# Task prompt:
Report every line below that has the string "struct" in it.

Stored data entries
//! Broker export files
//!
//! The network-facing collaborators (portfolio, operations, and candle
//! fetchers) deliver their results as JSON exports; this module holds the
//! wire models and the loaders that turn them into core state. Amounts
//! arrive as decimal strings and are converted to exact rationals here.

use std::collections::HashMap;
use std::fs;
use std::path::Path;

use anyhow::Context;
use chrono::{DateTime, Utc};
use rust_decimal::Decimal;
use serde::Deserialize;
use tracing::debug;

use crate::engine::Candle;
use crate::error::Result;
use crate::num::from_decimal;
use crate::ops::Operation;
use crate::portfolio::{HoldingKey, Portfolio, PriceTable};
use crate::tickers::TickerMap;

/// Current account snapshot: open positions plus the ticker lookup table
/// resolved by the exporting side.
#[derive(Debug, Deserialize)]
pub struct SnapshotFile {
    pub positions: Vec<PositionRecord>,
    #[serde(default)]
    pub tickers: HashMap<String, String>,
}

/// One open position. Currency instruments come through as plain cash
/// balances; securities carry their current price and its currency.
#[derive(Debug, Deserialize)]
#[serde(tag = "kind", rename_all = "snake_case")]
pub enum PositionRecord {
    Security {
        asset_uid: String,
        quantity: Decimal,
        current_price: Decimal,
        price_currency: String,
    },
    Cash {
        currency: String,
        balance: Decimal,
    },
}

#[derive(Debug, Deserialize)]
pub struct OperationsFile {
    pub operations: Vec<OperationRecord>,
}

/// One executed operation, already filtered to executed state by the
/// exporting side. Cash-only operations may omit the asset and quantity.
#[derive(Debug, Deserialize)]
pub struct OperationRecord {
    #[serde(rename = "type")]
    pub type_tag: String,
    pub date: DateTime<Utc>,
    #[serde(default)]
    pub asset_uid: String,
    #[serde(default)]
    pub quantity: Decimal,
    pub payment: PaymentRecord,
}

#[derive(Debug, Deserialize)]
pub struct PaymentRecord {
    pub amount: Decimal,
    pub currency: String,
}

#[derive(Debug, Deserialize)]
pub struct CandlesFile {
    pub candles: Vec<CandleRecord>,
}

/// One historical candle observation; `high` is the price used for the
/// valuation. The export should span the tax year plus a margin past
/// year-end to counteract boundary artifacts from sparse data.
#[derive(Debug, Deserialize)]
pub struct CandleRecord {
    pub asset_uid: String,
    pub date: DateTime<Utc>,
    pub high: Decimal,
    pub currency: String,
}

/// Initial replay state derived from the snapshot export.
#[derive(Debug)]
pub struct Snapshot {
    pub portfolio: Portfolio,
    pub prices: PriceTable,
    pub tickers: TickerMap,
}

pub fn load_snapshot(path: &Path) -> Result<Snapshot> {
    let raw = fs::read_to_string(path)
        .with_context(|| format!("failed to read snapshot file {}", path.display()))?;
    let file: SnapshotFile = serde_json::from_str(&raw)
        .with_context(|| format!("failed to parse snapshot file {}", path.display()))?;

    let mut portfolio = Portfolio::new();
    let mut prices = PriceTable::new();
    for position in &file.positions {
        match position {
            PositionRecord::Security {
                asset_uid,
                quantity,
                current_price,
                price_currency,
            } => {
                // Several instruments may resolve to one asset; sum them.
                portfolio.add(HoldingKey::asset(asset_uid.clone()), &from_decimal(*quantity));
                prices.set(
                    asset_uid.clone(),
                    from_decimal(*current_price),
                    price_currency.clone(),
                );
            }
            PositionRecord::Cash { currency, balance } => {
                portfolio.add(HoldingKey::cash(currency.clone()), &from_decimal(*balance));
            }
        }
    }

    debug!(
        positions = file.positions.len(),
        holdings = portfolio.len(),
        "loaded snapshot"
    );
    Ok(Snapshot {
        portfolio,
        prices,
        tickers: TickerMap::new(file.tickers),
    })
}

pub fn load_operations(path: &Path) -> Result<Vec<Operation>> {
    let raw = fs::read_to_string(path)
        .with_context(|| format!("failed to read operations file {}", path.display()))?;
    let file: OperationsFile = serde_json::from_str(&raw)
        .with_context(|| format!("failed to parse operations file {}", path.display()))?;

    let operations = file
        .operations
        .into_iter()
        .map(|record| Operation {
            type_tag: record.type_tag,
            date: record.date,
            asset_uid: record.asset_uid,
            quantity: from_decimal(record.quantity),
            payment_amount: from_decimal(record.payment.amount),
            payment_currency: record.payment.currency,
        })
        .collect::<Vec<_>>();

    debug!(count = operations.len(), "loaded operations");
    Ok(operations)
}

pub fn load_candles(path: &Path) -> Result<Vec<Candle>> {
    let raw = fs::read_to_string(path)
        .with_context(|| format!("failed to read candles file {}", path.display()))?;
    let file: CandlesFile = serde_json::from_str(&raw)
        .with_context(|| format!("failed to parse candles file {}", path.display()))?;

    let candles = file
        .candles
        .into_iter()
        .map(|record| Candle {
            asset_uid: record.asset_uid,
            date: record.date,
            price: from_decimal(record.high),
            currency: record.currency,
        })
        .collect::<Vec<_>>();

    debug!(count = candles.len(), "loaded candles");
    Ok(candles)
}

#[cfg(test)]
mod tests {
    use super::*;
    use crate::num::from_int;
    use std::io::Write;
    use tempfile::NamedTempFile;

    fn write_file(contents: &str) -> NamedTempFile {
        let mut file = NamedTempFile::new().unwrap();
        file.write_all(contents.as_bytes()).unwrap();
        file
    }

    #[test]
    fn test_load_snapshot_builds_state() {
        let file = write_file(
            r#"{
                "positions": [
                    {"kind": "security", "asset_uid": "uid-1", "quantity": "10",
                     "current_price": "25.50", "price_currency": "usd"},
                    {"kind": "security", "asset_uid": "uid-1", "quantity": "5",
                     "current_price": "25.50", "price_currency": "usd"},
                    {"kind": "cash", "currency": "usd", "balance": "1000"}
                ],
                "tickers": {"uid-1": "ACME"}
            }"#,
        );

        let snapshot = load_snapshot(file.path()).unwrap();
        assert_eq!(
            snapshot.portfolio.get(&HoldingKey::asset("uid-1")),
            Some(&from_int(15))
        );
        assert_eq!(
            snapshot.portfolio.get(&HoldingKey::cash("usd")),
            Some(&from_int(1000))
        );
        let (price, currency) = snapshot.prices.get("uid-1").unwrap();
        assert_eq!(price, &crate::num::from_decimal("25.50".parse().unwrap()));
        assert_eq!(currency, "usd");
        assert_eq!(snapshot.tickers.display("uid-1"), "ACME");
    }

    #[test]
    fn test_load_operations_defaults_optional_fields() {
        let file = write_file(
            r#"{
                "operations": [
                    {"type": "TAX", "date": "2025-03-10T14:00:00Z",
                     "payment": {"amount": "-12.34", "currency": "usd"}}
                ]
            }"#,
        );

        let operations = load_operations(file.path()).unwrap();
        assert_eq!(operations.len(), 1);
        assert_eq!(operations[0].type_tag, "TAX");
        assert_eq!(operations[0].asset_uid, "");
        assert_eq!(operations[0].quantity, from_int(0));
    }

    #[test]
    fn test_load_candles() {
        let file = write_file(
            r#"{
                "candles": [
                    {"asset_uid": "uid-1", "date": "2025-07-01T10:00:00Z",
                     "high": "101.25", "currency": "eur"}
                ]
            }"#,
        );

        let candles = load_candles(file.path()).unwrap();
        assert_eq!(candles.len(), 1);
        assert_eq!(candles[0].currency, "eur");
    }

    #[test]
    fn test_malformed_file_reports_path() {
        let file = write_file("{ not json");
        let err = load_snapshot(file.path()).unwrap_err();
        assert!(format!("{:#}", err).contains("failed to parse snapshot file"));
    }
}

# Reply:
pub struct SnapshotFile {
pub struct OperationsFile {
pub struct OperationRecord {
pub struct PaymentRecord {
pub struct CandlesFile {
pub struct CandleRecord {
pub struct Snapshot {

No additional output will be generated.